- [Instructions to follow]:
Please restate the data exactly, from the first line to the last.

Dataset entries
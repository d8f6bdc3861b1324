//! One-shot hardware commands: connect, send, print, close.

use anyhow::{Context, Result};
use clap::{Args, Subcommand};
use colored::Colorize;
use serde_json::Value;

use tinta_daemon::{ClientError, Response, Session};

use super::{connect, load_config, report};
use crate::GlobalArgs;

#[derive(Args, Debug)]
pub struct RefreshArgs {
    /// Quick (partial) refresh instead of a full flash.
    #[arg(long)]
    pub quick: bool,
}

#[derive(Subcommand, Debug)]
pub enum FrontlightCommand {
    /// Power the frontlight on, optionally at a brightness level.
    On {
        #[arg(long, value_parser = clap::value_parser!(u8).range(0..=8))]
        level: Option<u8>,
    },
    /// Power the frontlight off.
    Off,
}

fn one_shot(
    global: &GlobalArgs,
    send: impl FnOnce(&Session) -> Result<Response, ClientError>,
) -> Result<()> {
    let config = load_config(global)?;
    let session = connect(&config)?;
    let response = send(&session).context("helper request failed");
    session.close();
    report(global, &response?)
}

pub fn eink(global: &GlobalArgs) -> Result<()> {
    one_shot(global, Session::enable_eink)
}

pub fn oled(global: &GlobalArgs) -> Result<()> {
    one_shot(global, Session::enable_oled)
}

pub fn refresh(global: &GlobalArgs, args: RefreshArgs) -> Result<()> {
    one_shot(global, |session| session.refresh_eink(args.quick))
}

pub fn frontlight(global: &GlobalArgs, command: FrontlightCommand) -> Result<()> {
    match command {
        FrontlightCommand::On { level } => {
            one_shot(global, |session| session.enable_frontlight(level))
        }
        FrontlightCommand::Off => one_shot(global, Session::disable_frontlight),
    }
}

pub fn brightness(global: &GlobalArgs, level: u8) -> Result<()> {
    one_shot(global, |session| session.set_brightness(level))
}

pub fn keepalive(global: &GlobalArgs) -> Result<()> {
    one_shot(global, Session::keepalive)
}

pub fn status(global: &GlobalArgs) -> Result<()> {
    if global.json {
        return one_shot(global, Session::status);
    }

    let config = load_config(global)?;
    let session = connect(&config)?;
    let response = session.status().context("helper request failed");
    session.close();
    let response = response?;

    let ec = response.field("ec").cloned().unwrap_or(Value::Null);
    let available = ec["available"].as_bool().unwrap_or(false);
    let mark = if available {
        "✓".green().bold()
    } else {
        "✗".red().bold()
    };
    println!("{mark} EC access {}", if available { "available" } else { "unavailable" });
    if ec["secure_boot_enabled"].as_bool().unwrap_or(false) {
        println!("  secure boot: enabled");
    }
    if let Some(error) = ec["error_message"].as_str() {
        println!("  {}", error.dimmed());
    }
    println!("  frontlight: {}", display_field(&response, "frontlight"));
    println!("  brightness: {}", display_field(&response, "brightness"));
    println!("  helper pid: {}", display_field(&response, "pid"));
    println!("  uptime:     {}s", display_field(&response, "uptime_secs"));
    Ok(())
}

fn display_field(response: &Response, key: &str) -> String {
    match response.field(key) {
        None | Some(Value::Null) => "unknown".to_string(),
        Some(Value::String(s)) => s.clone(),
        Some(other) => other.to_string(),
    }
}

- [Result of this task]:
repository d8f6bdc3861b1324
//! One-shot hardware commands: connect, send, print, close.

use anyhow::{Context, Result};
use clap::{Args, Subcommand};
use colored::Colorize;
use serde_json::Value;

use tinta_daemon::{ClientError, Response, Session};

use super::{connect, load_config, report};
use crate::GlobalArgs;

#[derive(Args, Debug)]
pub struct RefreshArgs {
    /// Quick (partial) refresh instead of a full flash.
    #[arg(long)]
    pub quick: bool,
}

#[derive(Subcommand, Debug)]
pub enum FrontlightCommand {
    /// Power the frontlight on, optionally at a brightness level.
    On {
        #[arg(long, value_parser = clap::value_parser!(u8).range(0..=8))]
        level: Option<u8>,
    },
    /// Power the frontlight off.
    Off,
}

fn one_shot(
    global: &GlobalArgs,
    send: impl FnOnce(&Session) -> Result<Response, ClientError>,
) -> Result<()> {
    let config = load_config(global)?;
    let session = connect(&config)?;
    let response = send(&session).context("helper request failed");
    session.close();
    report(global, &response?)
}

pub fn eink(global: &GlobalArgs) -> Result<()> {
    one_shot(global, Session::enable_eink)
}

pub fn oled(global: &GlobalArgs) -> Result<()> {
    one_shot(global, Session::enable_oled)
}

pub fn refresh(global: &GlobalArgs, args: RefreshArgs) -> Result<()> {
    one_shot(global, |session| session.refresh_eink(args.quick))
}

pub fn frontlight(global: &GlobalArgs, command: FrontlightCommand) -> Result<()> {
    match command {
        FrontlightCommand::On { level } => {
            one_shot(global, |session| session.enable_frontlight(level))
        }
        FrontlightCommand::Off => one_shot(global, Session::disable_frontlight),
    }
}

pub fn brightness(global: &GlobalArgs, level: u8) -> Result<()> {
    one_shot(global, |session| session.set_brightness(level))
}

pub fn keepalive(global: &GlobalArgs) -> Result<()> {
    one_shot(global, Session::keepalive)
}

pub fn status(global: &GlobalArgs) -> Result<()> {
    if global.json {
        return one_shot(global, Session::status);
    }

    let config = load_config(global)?;
    let session = connect(&config)?;
    let response = session.status().context("helper request failed");
    session.close();
    let response = response?;

    let ec = response.field("ec").cloned().unwrap_or(Value::Null);
    let available = ec["available"].as_bool().unwrap_or(false);
    let mark = if available {
        "✓".green().bold()
    } else {
        "✗".red().bold()
    };
    println!("{mark} EC access {}", if available { "available" } else { "unavailable" });
    if ec["secure_boot_enabled"].as_bool().unwrap_or(false) {
        println!("  secure boot: enabled");
    }
    if let Some(error) = ec["error_message"].as_str() {
        println!("  {}", error.dimmed());
    }
    println!("  frontlight: {}", display_field(&response, "frontlight"));
    println!("  brightness: {}", display_field(&response, "brightness"));
    println!("  helper pid: {}", display_field(&response, "pid"));
    println!("  uptime:     {}s", display_field(&response, "uptime_secs"));
    Ok(())
}

fn display_field(response: &Response, key: &str) -> String {
    match response.field(key) {
        None | Some(Value::Null) => "unknown".to_string(),
        Some(Value::String(s)) => s.clone(),
        Some(other) => other.to_string(),
    }
}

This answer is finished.